[GIVEN DATA]
/---
//! End-to-end search repository behavior against an on-disk database.

use code_scout_integration_tests::init_test_logging;
use scout_core::{ConnectionPoolConfig, PerformanceConfig, QueryCacheConfig, StorageConfig};
use scout_search::{
    MaintenanceOperation, RebuildOptions, RebuildPhase, RebuildProgress, SearchOptions,
    SearchRepository, SuggestionKind,
};
use scout_storage::ResilientPool;
use std::sync::{Arc, Mutex};
use tempfile::TempDir;

async fn seeded_stack() -> (TempDir, Arc<ResilientPool>, SearchRepository) {
    init_test_logging();
    let dir = TempDir::new().unwrap();
    let storage = StorageConfig {
        path: dir.path().join("scout.db"),
        max_connections: 2,
        connection_timeout_ms: 1_000,
        ..Default::default()
    };
    let pool_config = ConnectionPoolConfig {
        min_connections: 0,
        max_connections: 2,
        ..Default::default()
    };
    let pool = ResilientPool::new(storage, pool_config).unwrap();

    let handle = pool.acquire().await.unwrap();
    handle
        .conn()
        .with_conn(|c| {
            c.execute_batch(
                "INSERT INTO documents (id, path, filename, language, extension, size, modified_at) VALUES \
                     (1, 'src/main.rs', 'main.rs', 'rust', 'rs', 1500, 1700000000), \
                     (2, 'src/server.rs', 'server.rs', 'rust', 'rs', 4200, 1700000500), \
                     (3, 'scripts/deploy.py', 'deploy.py', 'python', 'py', 900, 1700001000); \
                 INSERT INTO document_index (rowid, filename, path, definitions, imports, docstrings, tags) VALUES \
                     (1, 'main.rs', 'src/main.rs', 'fn main', 'use tokio', 'binary entry point', 'rust cli'), \
                     (2, 'server.rs', 'src/server.rs', 'fn serve fn shutdown', 'use tokio use axum', \
                      'async http server', 'rust server async'), \
                     (3, 'deploy.py', 'scripts/deploy.py', 'def deploy def rollback', 'import boto3', \
                      'deployment automation', 'python deploy ops');",
            )
        })
        .unwrap();
    pool.release(handle);

    let config = PerformanceConfig {
        query_cache: QueryCacheConfig {
            enabled: true,
            max_size: 100,
            ttl_ms: 60_000,
        },
        ..Default::default()
    };
    let repo = SearchRepository::new(pool.clone(), &config);
    (dir, pool, repo)
}

#[tokio::test]
async fn tag_search_ranks_and_snippets() {
    let (_dir, _pool, repo) = seeded_stack().await;

    let results = repo
        .search_by_tags(&["rust".to_string()], &SearchOptions::default())
        .await
        .unwrap();
    assert_eq!(results.len(), 2);
    for candidate in results.iter() {
        assert!(candidate.score > 0.0);
        assert!(!candidate.matches.is_empty());
        assert_eq!(candidate.metadata.get("language").unwrap(), "rust");
        for m in &candidate.matches {
            assert!(!m.snippet.contains('\u{e000}'));
            assert!(m.end_position >= m.start_position);
        }
    }
}

#[tokio::test]
async fn validation_rejections() {
    let (_dir, _pool, repo) = seeded_stack().await;
    let options = SearchOptions::default();

    assert!(repo.search_by_tags(&[], &options).await.is_err());

    let six: Vec<String> = ["a", "b", "c", "d", "e", "f"]
        .iter()
        .map(|s| s.to_string())
        .collect();
    assert!(repo.search_by_tags(&six, &options).await.is_err());

    assert!(repo
        .search_by_tags(&[String::new()], &options)
        .await
        .is_err());
}

#[tokio::test]
async fn identical_searches_share_one_query_execution() {
    let (_dir, pool, repo) = seeded_stack().await;
    let options = SearchOptions {
        limit: Some(10),
        ..Default::default()
    };
    let tags = vec!["test".to_string()];

    repo.search_by_tags(&tags, &options).await.unwrap();
    let acquired = pool.stats().counters.acquired;

    repo.search_by_tags(&tags, &options).await.unwrap();
    assert_eq!(
        pool.stats().counters.acquired,
        acquired,
        "second identical search must not touch the pool"
    );
    assert!((repo.stats().cache_hit_rate - 50.0).abs() < f64::EPSILON);
}

#[tokio::test]
async fn text_search_with_filters_and_pagination() {
    let (_dir, _pool, repo) = seeded_stack().await;

    let rust_only = repo
        .search_by_text(
            "tokio server deploy",
            &SearchOptions {
                language: Some("rust".to_string()),
                ..Default::default()
            },
        )
        .await
        .unwrap();
    assert!(rust_only.iter().all(|c| c.metadata["language"] == "rust"));
    assert!(!rust_only.is_empty());

    let page_one = repo
        .search_by_text(
            "tokio server deploy",
            &SearchOptions {
                limit: Some(1),
                ..Default::default()
            },
        )
        .await
        .unwrap();
    assert_eq!(page_one.len(), 1);

    let page_two = repo
        .search_by_text(
            "tokio server deploy",
            &SearchOptions {
                limit: Some(1),
                offset: Some(1),
                ..Default::default()
            },
        )
        .await
        .unwrap();
    assert_eq!(page_two.len(), 1);
    assert_ne!(page_one[0].id, page_two[0].id);
}

#[tokio::test]
async fn size_and_date_filters_narrow_results() {
    let (_dir, _pool, repo) = seeded_stack().await;

    let big_files = repo
        .search_by_tags(
            &["rust".to_string()],
            &SearchOptions {
                min_size: Some(2_000),
                ..Default::default()
            },
        )
        .await
        .unwrap();
    assert_eq!(big_files.len(), 1);
    assert_eq!(big_files[0].filename, "server.rs");

    let older = repo
        .search_by_tags(
            &["rust".to_string()],
            &SearchOptions {
                modified_before: Some(1_700_000_100),
                ..Default::default()
            },
        )
        .await
        .unwrap();
    assert_eq!(older.len(), 1);
    assert_eq!(older[0].filename, "main.rs");
}

#[tokio::test]
async fn suggestions_are_typed_and_ranked() {
    let (_dir, _pool, repo) = seeded_stack().await;

    let suggestions = repo.get_suggestions("ru", 10).await.unwrap();
    let rust = suggestions
        .iter()
        .find(|s| s.text == "rust")
        .expect("rust should be suggested");
    assert_eq!(rust.kind, SuggestionKind::Tag);
    assert!(rust.score >= 2.0, "rust appears in two documents");
}

#[tokio::test]
async fn rebuild_reports_progress_and_counts() {
    let (_dir, _pool, repo) = seeded_stack().await;
    let milestones: Arc<Mutex<Vec<RebuildProgress>>> = Arc::new(Mutex::new(Vec::new()));
    let sink = milestones.clone();

    let result = repo
        .rebuild_index(RebuildOptions {
            progress: Some(Arc::new(move |p| {
                if let Ok(mut seen) = sink.lock() {
                    seen.push(p);
                }
            })),
        })
        .await;

    assert!(result.success, "{:?}", result.error);
    assert_eq!(result.documents_processed, Some(3));
    assert!(result.size_after.is_some());

    let phases: Vec<RebuildPhase> = milestones.lock().unwrap().iter().map(|p| p.phase).collect();
    assert_eq!(
        phases,
        vec![
            RebuildPhase::Start,
            RebuildPhase::Rebuilding,
            RebuildPhase::Complete
        ]
    );
}

#[tokio::test]
async fn maintenance_failure_is_a_result_not_an_error() {
    let (_dir, pool, repo) = seeded_stack().await;

    let handle = pool.acquire().await.unwrap();
    handle
        .conn()
        .with_conn(|c| c.execute_batch("DROP TABLE document_index"))
        .unwrap();
    pool.release(handle);

    let result = repo.rebuild_index(RebuildOptions::default()).await;
    assert!(!result.success);
    assert_eq!(result.operation, MaintenanceOperation::Rebuild);
    assert!(result.error.is_some());
}

#[tokio::test]
async fn maintenance_pipeline_runs_every_step() {
    let (_dir, _pool, repo) = seeded_stack().await;

    let optimize = repo.optimize_index().await;
    let analyze = repo.analyze_index().await;
    let check = repo.check_index().await;

    assert!(optimize.success, "{:?}", optimize.error);
    assert!(analyze.success, "{:?}", analyze.error);
    assert!(check.success, "{:?}", check.error);
    assert_eq!(optimize.operation, MaintenanceOperation::Optimize);
    assert_eq!(analyze.operation, MaintenanceOperation::Analyze);
    assert_eq!(check.operation, MaintenanceOperation::Check);
}
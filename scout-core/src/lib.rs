//! Core types shared across the Code-Scout data-access subsystem.
//!
//! This crate carries the error taxonomy and validated configuration types
//! that every other crate in the workspace builds on.

pub mod config;
pub mod error;

pub use config::{
    ConnectionPoolConfig, MemoryConfig, MonitoringConfig, PerformanceConfig, QueryCacheConfig,
    StorageConfig,
};
pub use error::{Result, ScoutError};
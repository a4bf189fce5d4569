//! [`CatalogService`] backed by the Spotify Web API.
//!
//! Raw Spotify payloads are checked here: tracks without ids, `null`
//! feature entries and misaligned responses become upstream-data errors
//! before anything reaches the core.

use crate::audio_analysis;
use crate::fetch::FetchError;
use crate::fetch::SpotifyClient;
use crate::track;
use crate::track_audio_features::TrackAudioFeatures;
use resonate_core::CatalogService;
use resonate_core::CoreError;
use resonate_core::TrackId;
use resonate_core::error::Result;
use resonate_core::model;
use tracing::debug;
use tracing::warn;

impl From<FetchError> for CoreError {
    fn from(err: FetchError) -> Self {
        match err {
            FetchError::Decode { source, .. } => {
                CoreError::upstream_data(format!("malformed response: {source}"))
            }
            FetchError::Empty(path) => {
                CoreError::upstream_data(format!("empty response from {path}"))
            }
            other => CoreError::Upstream(Box::new(other)),
        }
    }
}

impl TryFrom<track::Track> for model::Track {
    type Error = CoreError;

    fn try_from(track: track::Track) -> Result<Self> {
        let id = track.id.ok_or_else(|| {
            CoreError::upstream_data(format!("track {:?} has no id (local file?)", track.name))
        })?;
        Ok(model::Track {
            id: TrackId(id),
            artists: track
                .artists
                .into_iter()
                .map(|a| model::Artist {
                    id: a.id,
                    name: a.name,
                })
                .collect(),
            title: track.name,
            duration_ms: track.duration_ms,
            preview_url: track.preview_url,
        })
    }
}

impl From<TrackAudioFeatures> for model::AudioFeatures {
    fn from(features: TrackAudioFeatures) -> Self {
        model::AudioFeatures {
            id: TrackId(features.id),
            tempo: features.tempo,
            danceability: features.danceability,
            energy: features.energy,
            loudness: features.loudness,
            valence: features.valence,
        }
    }
}

impl From<audio_analysis::AudioAnalysis> for model::AudioAnalysis {
    fn from(analysis: audio_analysis::AudioAnalysis) -> Self {
        model::AudioAnalysis {
            track_duration_ms: analysis.track.duration * 1000.0,
            segments: analysis
                .segments
                .into_iter()
                .map(|s| model::AnalysisSegment {
                    start: s.start,
                    duration: s.duration,
                    loudness_max: s.loudness_max,
                })
                .collect(),
        }
    }
}

fn convert_tracks(tracks: Vec<track::Track>) -> Result<Vec<model::Track>> {
    tracks.into_iter().map(model::Track::try_from).collect()
}

/// Pair each requested id with its entry, rejecting gaps and reordering.
pub(crate) fn align<T>(
    ids: &[TrackId],
    entries: Vec<Option<T>>,
    what: &str,
    id_of: impl Fn(&T) -> &str,
) -> Result<Vec<T>> {
    if entries.len() != ids.len() {
        return Err(CoreError::upstream_data(format!(
            "requested {what} for {} tracks, got {}",
            ids.len(),
            entries.len()
        )));
    }
    ids.iter()
        .zip(entries)
        .map(|(id, entry)| {
            let entry =
                entry.ok_or_else(|| CoreError::upstream_data(format!("no {what} for {id}")))?;
            if id_of(&entry) != id.0 {
                return Err(CoreError::upstream_data(format!(
                    "{what} for {} returned in place of {id}",
                    id_of(&entry)
                )));
            }
            Ok(entry)
        })
        .collect()
}

impl CatalogService for SpotifyClient {
    async fn currently_playing(&self) -> Result<Option<model::Track>> {
        let Some(playing) = self.get_currently_playing().await? else {
            debug!("Player is idle");
            return Ok(None);
        };
        match playing.item {
            Some(item) => Ok(Some(item.try_into()?)),
            None => {
                debug!(
                    "Currently playing {:?} has no track item",
                    playing.currently_playing_type
                );
                Ok(None)
            }
        }
    }

    async fn track(&self, id: &TrackId) -> Result<model::Track> {
        self.get_track(id).await?.try_into()
    }

    async fn tracks(&self, ids: &[TrackId]) -> Result<Vec<model::Track>> {
        let tracks = self.get_several_tracks(ids).await?;
        let tracks = align(ids, tracks, "track", |t: &track::Track| {
            t.id.as_deref().unwrap_or_default()
        })?;
        convert_tracks(tracks)
    }

    async fn audio_features(&self, ids: &[TrackId]) -> Result<Vec<model::AudioFeatures>> {
        let features = self.get_several_audio_features(ids).await?;
        let features = align(ids, features, "audio features", |f: &TrackAudioFeatures| {
            f.id.as_str()
        })?;
        Ok(features.into_iter().map(model::AudioFeatures::from).collect())
    }

    async fn audio_analysis(&self, id: &TrackId) -> Result<model::AudioAnalysis> {
        Ok(self.get_audio_analysis(id).await?.into())
    }

    async fn recommendations(
        &self,
        request: &model::RecommendationRequest,
    ) -> Result<Vec<model::Track>> {
        let recs = self.get_recommendations(request).await?;
        if recs.tracks.len() < request.limit as usize {
            warn!(
                "Asked for {} recommendations, Spotify returned {}",
                request.limit,
                recs.tracks.len()
            );
        }
        convert_tracks(recs.tracks)
    }

    async fn recently_played(&self, limit: u32) -> Result<Vec<model::Track>> {
        let history = self.get_recently_played(limit).await?;
        convert_tracks(history.items.into_iter().map(|h| h.track).collect())
    }
}

#[cfg(test)]
mod tests {
    use super::*;
    use crate::player::CurrentlyPlaying;
    use crate::player::RecentlyPlayed;
    use crate::track_audio_features::SeveralAudioFeatures;
    use resonate_core::ErrorKind;
    use serde_json::json;

    fn track_json(id: serde_json::Value) -> serde_json::Value {
        json!({
            "album": { "id": "2up3OPMp9Tb4dAKM2erWXQ", "name": "Whenever You Need Somebody", "images": [] },
            "artists": [{ "id": "0gxyHStUsqpMadRV0Di1Qt", "name": "Rick Astley" }],
            "duration_ms": 213573,
            "explicit": false,
            "id": id,
            "name": "Never Gonna Give You Up",
            "popularity": 80,
            "preview_url": null,
            "is_local": false
        })
    }

    fn features_json(id: &str, valence: f64) -> serde_json::Value {
        json!({
            "acousticness": 0.14, "danceability": 0.727, "duration_ms": 213573,
            "energy": 0.939, "id": id, "instrumentalness": 0.0, "key": 8,
            "liveness": 0.151, "loudness": -11.855, "mode": 1, "speechiness": 0.0369,
            "tempo": 113.301, "time_signature": 4, "valence": valence
        })
    }

    fn feature_id(features: &TrackAudioFeatures) -> &str {
        features.id.as_str()
    }

    #[test]
    fn converts_track() {
        let raw: track::Track =
            serde_json::from_value(track_json(json!("4uLU6hMCjMI75M1A2tKUQC"))).unwrap();
        let track = model::Track::try_from(raw).unwrap();
        assert_eq!(track.id, TrackId::from("4uLU6hMCjMI75M1A2tKUQC"));
        assert_eq!(track.title, "Never Gonna Give You Up");
        assert_eq!(track.artists[0].name, "Rick Astley");
        assert_eq!(track.duration_ms, 213_573);
        assert_eq!(track.preview_url, None);
    }

    #[test]
    fn local_track_without_id_is_upstream_data_error() {
        let raw: track::Track = serde_json::from_value(track_json(json!(null))).unwrap();
        let err = model::Track::try_from(raw).unwrap_err();
        assert_eq!(err.kind(), ErrorKind::UpstreamData);
    }

    #[test]
    fn missing_required_field_fails_to_decode() {
        let mut value = track_json(json!("x"));
        value.as_object_mut().unwrap().remove("duration_ms");
        let err = serde_json::from_value::<track::Track>(value).unwrap_err();
        let err: CoreError = FetchError::Decode {
            source: err,
            body: String::new(),
        }
        .into();
        assert_eq!(err.kind(), ErrorKind::UpstreamData);
    }

    #[test]
    fn idle_player_item_is_optional() {
        let playing: CurrentlyPlaying = serde_json::from_value(json!({
            "is_playing": false,
            "progress_ms": null,
            "currently_playing_type": "ad",
            "item": null
        }))
        .unwrap();
        assert!(playing.item.is_none());
    }

    #[test]
    fn recently_played_unwraps_history_items() {
        let history: RecentlyPlayed = serde_json::from_value(json!({
            "items": [
                { "track": track_json(json!("a")), "played_at": "2024-05-01T10:00:00.000Z" },
                { "track": track_json(json!("b")), "played_at": "2024-05-01T09:56:00.000Z" }
            ],
            "next": null
        }))
        .unwrap();
        let tracks = convert_tracks(history.items.into_iter().map(|h| h.track).collect()).unwrap();
        let ids: Vec<_> = tracks.iter().map(|t| t.id.0.as_str()).collect();
        assert_eq!(ids, ["a", "b"]);
    }

    #[test]
    fn features_keep_request_order_and_rename_nothing() {
        let raw: SeveralAudioFeatures = serde_json::from_value(json!({
            "audio_features": [features_json("b", 0.2), features_json("a", 0.9)]
        }))
        .unwrap();
        let ids = [TrackId::from("b"), TrackId::from("a")];
        let aligned = align(&ids, raw.audio_features, "audio features", feature_id).unwrap();
        let features: Vec<model::AudioFeatures> =
            aligned.into_iter().map(model::AudioFeatures::from).collect();
        assert_eq!(features[0].id, ids[0]);
        assert_eq!(features[0].valence, 0.2);
        assert_eq!(features[1].tempo, 113.301);
    }

    #[test]
    fn null_or_misordered_features_are_rejected() {
        let raw: SeveralAudioFeatures = serde_json::from_value(json!({
            "audio_features": [features_json("a", 0.5), null]
        }))
        .unwrap();
        let ids = [TrackId::from("a"), TrackId::from("b")];
        let err =
            align(&ids, raw.audio_features.clone(), "audio features", feature_id).unwrap_err();
        assert_eq!(err.kind(), ErrorKind::UpstreamData);

        let swapped = [TrackId::from("b"), TrackId::from("a")];
        let entries = vec![raw.audio_features[0].clone(), raw.audio_features[0].clone()];
        assert!(align(&swapped, entries, "audio features", feature_id).is_err());
    }

    #[test]
    fn analysis_duration_becomes_milliseconds() {
        let raw: audio_analysis::AudioAnalysis = serde_json::from_value(json!({
            "track": { "duration": 207.959, "loudness": -5.883, "tempo": 118.211 },
            "segments": [
                { "start": 0.0, "duration": 0.24317, "confidence": 1.0,
                  "loudness_start": -60.0, "loudness_max": -22.878,
                  "loudness_max_time": 0.07, "loudness_end": 0.0 },
                { "start": 0.24317, "duration": 0.1, "loudness_max": -14.0 }
            ]
        }))
        .unwrap();
        let analysis = model::AudioAnalysis::from(raw);
        assert!((analysis.track_duration_ms - 207_959.0).abs() < 1e-6);
        assert_eq!(analysis.segments.len(), 2);
        assert_eq!(analysis.segments[1].loudness_max, -14.0);
    }
}
use crate::TrackId;
use crate::error::Result;
use crate::model::AudioAnalysis;
use crate::model::AudioFeatures;
use crate::model::RecommendationRequest;
use crate::model::Track;
use std::future::Future;

/// The upstream music catalog the core reads from.
///
/// Implementations own credentials and transport. Everything they return has
/// already been validated; malformed upstream payloads surface as
/// [`CoreError::UpstreamData`](crate::CoreError::UpstreamData).
pub trait CatalogService: Send + Sync {
    /// The track the user is listening to right now, if any.
    fn currently_playing(&self) -> impl Future<Output = Result<Option<Track>>> + Send;

    fn track(&self, id: &TrackId) -> impl Future<Output = Result<Track>> + Send;

    fn tracks(&self, ids: &[TrackId]) -> impl Future<Output = Result<Vec<Track>>> + Send;

    /// Features for each id, in the same order as `ids`.
    fn audio_features(
        &self,
        ids: &[TrackId],
    ) -> impl Future<Output = Result<Vec<AudioFeatures>>> + Send;

    fn audio_analysis(&self, id: &TrackId) -> impl Future<Output = Result<AudioAnalysis>> + Send;

    fn recommendations(
        &self,
        request: &RecommendationRequest,
    ) -> impl Future<Output = Result<Vec<Track>>> + Send;

    /// Most recently played tracks, newest first.
    fn recently_played(&self, limit: u32) -> impl Future<Output = Result<Vec<Track>>> + Send;
}
pub mod catalog;
pub mod error;
pub mod feature_range;
pub mod format;
pub mod model;
pub mod recommend;
pub mod track_id;
pub mod waveform;

pub use catalog::CatalogService;
pub use error::CoreError;
pub use error::ErrorKind;
pub use track_id::TrackId;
\---
[TO DO]
Set the material down exactly as written, starting at its first line. The line containing "use tempfile::TempDir;" is the last one to include.

[SOLUTION TO THE PROBLEM]
//! End-to-end search repository behavior against an on-disk database.

use code_scout_integration_tests::init_test_logging;
use scout_core::{ConnectionPoolConfig, PerformanceConfig, QueryCacheConfig, StorageConfig};
use scout_search::{
    MaintenanceOperation, RebuildOptions, RebuildPhase, RebuildProgress, SearchOptions,
    SearchRepository, SuggestionKind,
};
use scout_storage::ResilientPool;
use std::sync::{Arc, Mutex};
use tempfile::TempDir;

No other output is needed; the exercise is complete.